In an interview with the Financial Times cited by CNBC, Zhengfei explains that Huawei tried to embrace a similar approach in its relationship with the Chinese government, as the company doesn’t provide user data to Beijing authorities.
Pretty much like Apple did when requested by the US government to share user information and unlock devices, he suggested.
“We will never do such a thing. If I had done it even once, the US would have evidence to spread around the world. Then the 170 countries and regions in which we currently operate would stop buying our products, and our company would collapse,” he said.
“After that, who would pay the debts we owe? Our employees are all very competent, so they would resign and start their own companies, leaving me alone to pay off our debts. I would rather die,” he continued.
Huawei banned in the US
Apple has refused to unlock a series of iPhones that the US authorities wanted to break in as part of criminal investigations. The iPhone used by the San Bernardino shooter is one of the devices that Apple refused to hack, explaining that doing so would have compromised the security of all customers.
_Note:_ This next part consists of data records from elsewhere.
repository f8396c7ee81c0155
pub mod panels;
pub mod plot;
pub mod table;
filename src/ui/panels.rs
use eframe::egui::{self, Color32, RichText, ScrollArea, Slider, Ui};

use crate::dashboard::Dashboard;
use crate::data::model::ColumnKind;
use crate::state::{AppState, DatasetSource, FilterControls};
use crate::ui::{plot, table};

// ---------------------------------------------------------------------------
// Left side panel – source and filter widgets
// ---------------------------------------------------------------------------

/// Render the left panel: dataset source, then one section per filter kind.
pub fn side_panel(ui: &mut Ui, state: &mut AppState) {
    ui.heading("Dataset");
    let current = state.session.source;
    for source in DatasetSource::ALL {
        if ui.radio(current == source, source.label()).clicked() {
            state.select_source(source);
        }
    }
    if state.session.source == DatasetSource::Upload {
        if ui.button("Upload CSV or Excel…").clicked() {
            open_file_dialog(state);
        }
        if let Some(name) = &state.session.upload_name {
            ui.weak(name);
        }
    }
    ui.separator();

    let Some(loaded) = &state.session.table else {
        ui.label("No dataset loaded.");
        return;
    };

    // Snapshot what the widgets need so we can mutate state inside the loops.
    let numeric = loaded.names_of_kind(ColumnKind::Numeric);
    let text = loaded.names_of_kind(ColumnKind::Text);
    let filters = state.session.filters.clone();

    ScrollArea::vertical()
        .auto_shrink([false, false])
        .show(ui, |ui: &mut Ui| {
            // ---- Numeric ranges (live) ----
            ui.strong("Numeric filters");
            for col in &numeric {
                let (Some(bounds), Some(current)) = (filters.bounds.get(col), filters.ranges.get(col))
                else {
                    continue;
                };
                let mut min = current.min;
                let mut max = current.max;
                ui.label(col);
                let min_changed = ui
                    .add(Slider::new(&mut min, bounds.min..=bounds.max).text("min"))
                    .changed();
                let max_changed = ui
                    .add(Slider::new(&mut max, bounds.min..=bounds.max).text("max"))
                    .changed();
                if min_changed || max_changed {
                    // Dragging one handle past the other pushes it along.
                    if min > max {
                        if min_changed {
                            max = min;
                        } else {
                            min = max;
                        }
                    }
                    state.update(|s| s.set_range(col, min, max));
                }
            }
            ui.separator();

            // ---- Categories (live, collapsible) ----
            ui.strong("Categorical filters");
            for col in &text {
                let all_values = filters.choices_for(col);
                let selected = filters.categories.get(col).cloned().unwrap_or_default();

                // Show count of selected / total in the header
                let header_text = format!("{col}  ({}/{})", selected.len(), all_values.len());

                egui::CollapsingHeader::new(RichText::new(header_text).strong())
                    .id_salt(col)
                    .default_open(false)
                    .show(ui, |ui: &mut Ui| {
                        ui.horizontal(|ui: &mut Ui| {
                            if ui.small_button("All").clicked() {
                                state.update(|s| s.select_all(col));
                            }
                            if ui.small_button("None").clicked() {
                                state.update(|s| s.select_none(col));
                            }
                        });
                        for val in all_values {
                            let mut checked = selected.contains(val);
                            if ui.checkbox(&mut checked, val.to_string()).changed() {
                                state.update(|s| s.toggle_category(col, val));
                            }
                        }
                    });
            }
            ui.separator();

            text_search_section(ui, state, &text, &filters);
            ui.separator();
            single_value_section(ui, state, &numeric, &filters);
        });
}

/// Text search: column + term pickers, applied only by the button.
fn text_search_section(
    ui: &mut Ui,
    state: &mut AppState,
    text: &[String],
    filters: &FilterControls,
) {
    ui.strong("Text search");
    let Some(pending) = &filters.text_search.pending else {
        ui.weak("No text columns.");
        return;
    };

    egui::ComboBox::from_id_salt("text_search_column")
        .selected_text(&pending.column)
        .show_ui(ui, |ui: &mut Ui| {
            for col in text {
                if ui.selectable_label(pending.column == *col, col).clicked() {
                    state.update(|s| s.set_text_search_column(col));
                }
            }
        });
    egui::ComboBox::from_id_salt("text_search_term")
        .selected_text(&pending.term)
        .show_ui(ui, |ui: &mut Ui| {
            for val in filters.choices_for(&pending.column) {
                let term = val.to_string();
                if ui.selectable_label(pending.term == term, &term).clicked() {
                    state.update(|s| s.set_text_search_term(term));
                }
            }
        });

    ui.horizontal(|ui: &mut Ui| {
        if ui.button("Apply text filter").clicked() {
            log::info!("text search on '{}' for '{}'", pending.column, pending.term);
            state.update(|s| s.filters.text_search.commit());
        }
        if ui.button("Clear").clicked() {
            state.update(|s| s.filters.text_search.clear());
        }
    });
    if let Some(active) = &filters.text_search.committed {
        ui.weak(format!("Active: '{}' contains \"{}\"", active.column, active.term));
    }
}

/// Single value: column + value pickers, applied only by the button.
fn single_value_section(
    ui: &mut Ui,
    state: &mut AppState,
    numeric: &[String],
    filters: &FilterControls,
) {
    ui.strong("Single value (numeric columns)");
    let Some(pending) = &filters.single_value.pending else {
        ui.weak("No numeric columns.");
        return;
    };

    egui::ComboBox::from_id_salt("single_value_column")
        .selected_text(&pending.column)
        .show_ui(ui, |ui: &mut Ui| {
            for col in numeric {
                if ui.selectable_label(pending.column == *col, col).clicked() {
                    state.update(|s| s.set_single_value_column(col));
                }
            }
        });
    egui::ComboBox::from_id_salt("single_value_value")
        .selected_text(pending.value.to_string())
        .show_ui(ui, |ui: &mut Ui| {
            for val in filters.choices_for(&pending.column) {
                if ui
                    .selectable_label(pending.value == *val, val.to_string())
                    .clicked()
                {
                    state.update(|s| s.set_single_value(val.clone()));
                }
            }
        });

    ui.horizontal(|ui: &mut Ui| {
        if ui.button("Apply value filter").clicked() {
            log::info!("single value on '{}' = {}", pending.column, pending.value);
            state.update(|s| s.filters.single_value.commit());
        }
        if ui.button("Clear").clicked() {
            state.update(|s| s.filters.single_value.clear());
        }
    });
    if let Some(active) = &filters.single_value.committed {
        ui.weak(format!("Active: '{}' = {}", active.column, active.value));
    }
}

// ---------------------------------------------------------------------------
// Central panel
// ---------------------------------------------------------------------------

/// Render tables, statistics and the chart for the current dashboard.
pub fn central_panel(ui: &mut Ui, state: &mut AppState) {
    let Dashboard::Loaded(view) = &state.dashboard else {
        ui.centered_and_justified(|ui: &mut Ui| {
            ui.label(
                RichText::new("Upload a valid file or pick a sample dataset in the side panel.")
                    .color(Color32::from_rgb(200, 140, 0))
                    .heading(),
            );
        });
        return;
    };
    let Some(original) = &state.session.table else {
        return;
    };
    let preview_rows = state.config.preview_rows;

    let selection = ScrollArea::vertical()
        .auto_shrink([false, false])
        .show(ui, |ui: &mut Ui| {
            ui.heading("Data preview");
            table::data_table(ui, "original_table", original, preview_rows);
            ui.add_space(8.0);

            ui.heading("Descriptive statistics");
            table::stats_table(ui, "original_stats", &view.original_summary);
            ui.add_space(8.0);

            ui.heading("Filtered data");
            table::data_table(ui, "filtered_table", &view.filtered, preview_rows);
            ui.add_space(8.0);

            ui.heading("Descriptive statistics (filtered)");
            table::stats_table(ui, "filtered_stats", &view.filtered_summary);
            ui.add_space(8.0);

            ui.heading("Chart");
            let columns = view.filtered.column_names();
            let mut selection = state.session.chart.clone();
            plot::chart_controls(ui, &mut selection, &columns);
            plot::chart_plot(ui, &view.chart);
            selection
        })
        .inner;

    // Presentation only: the filtered table is untouched by chart changes.
    if selection != state.session.chart {
        state.update(|s| s.chart = selection);
    }
}

// ---------------------------------------------------------------------------
// Top bar
// ---------------------------------------------------------------------------

/// Render the top menu / toolbar.
pub fn top_bar(ui: &mut Ui, state: &mut AppState) {
    egui::menu::bar(ui, |ui: &mut Ui| {
        ui.menu_button("File", |ui: &mut Ui| {
            if ui.button("Open…").clicked() {
                open_file_dialog(state);
                ui.close_menu();
            }
        });

        ui.separator();

        if let (Some(table), Dashboard::Loaded(view)) = (&state.session.table, &state.dashboard) {
            ui.label(format!(
                "{} rows loaded, {} after filters",
                table.len(),
                view.filtered.len()
            ));
        }

        if let Some(msg) = &state.status_message {
            ui.separator();
            ui.label(RichText::new(msg).color(Color32::RED));
        }
    });
}

// ---------------------------------------------------------------------------
// File dialog
// ---------------------------------------------------------------------------

pub fn open_file_dialog(state: &mut AppState) {
    let file = rfd::FileDialog::new()
        .set_title("Open dataset")
        .add_filter("Supported files", &["csv", "xlsx", "json", "parquet", "pq"])
        .add_filter("CSV", &["csv"])
        .add_filter("Excel", &["xlsx"])
        .add_filter("JSON", &["json"])
        .add_filter("Parquet", &["parquet", "pq"])
        .pick_file();

    let Some(path) = file else {
        return;
    };
    let name = path
        .file_name()
        .map(|n| n.to_string_lossy().into_owned())
        .unwrap_or_default();

    match crate::data::loader::load_file(&path) {
        Ok(table) => {
            state.update(|s| s.set_upload(name, table));
            state.status_message = None;
        }
        Err(e) => {
            log::error!("Failed to load file: {e:#}");
            state.status_message = Some(format!("Error: {e:#}"));
        }
    }
}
Huawei, which has often been accused of spying for the Chinese government, claims it has no control over users’ data, and founder Zhengfei explains that carriers actually have more information on customers than his company does.
“Data is owned by our customers, not us. Carriers have to track every user, otherwise no phone calls could be made. It’s a carrier’s duty to track user data. We, as an equipment provider, don’t track any data,” he said.
Huawei is no longer allowed to work with American companies according to a US executive order signed by President Donald Trump in mid-May.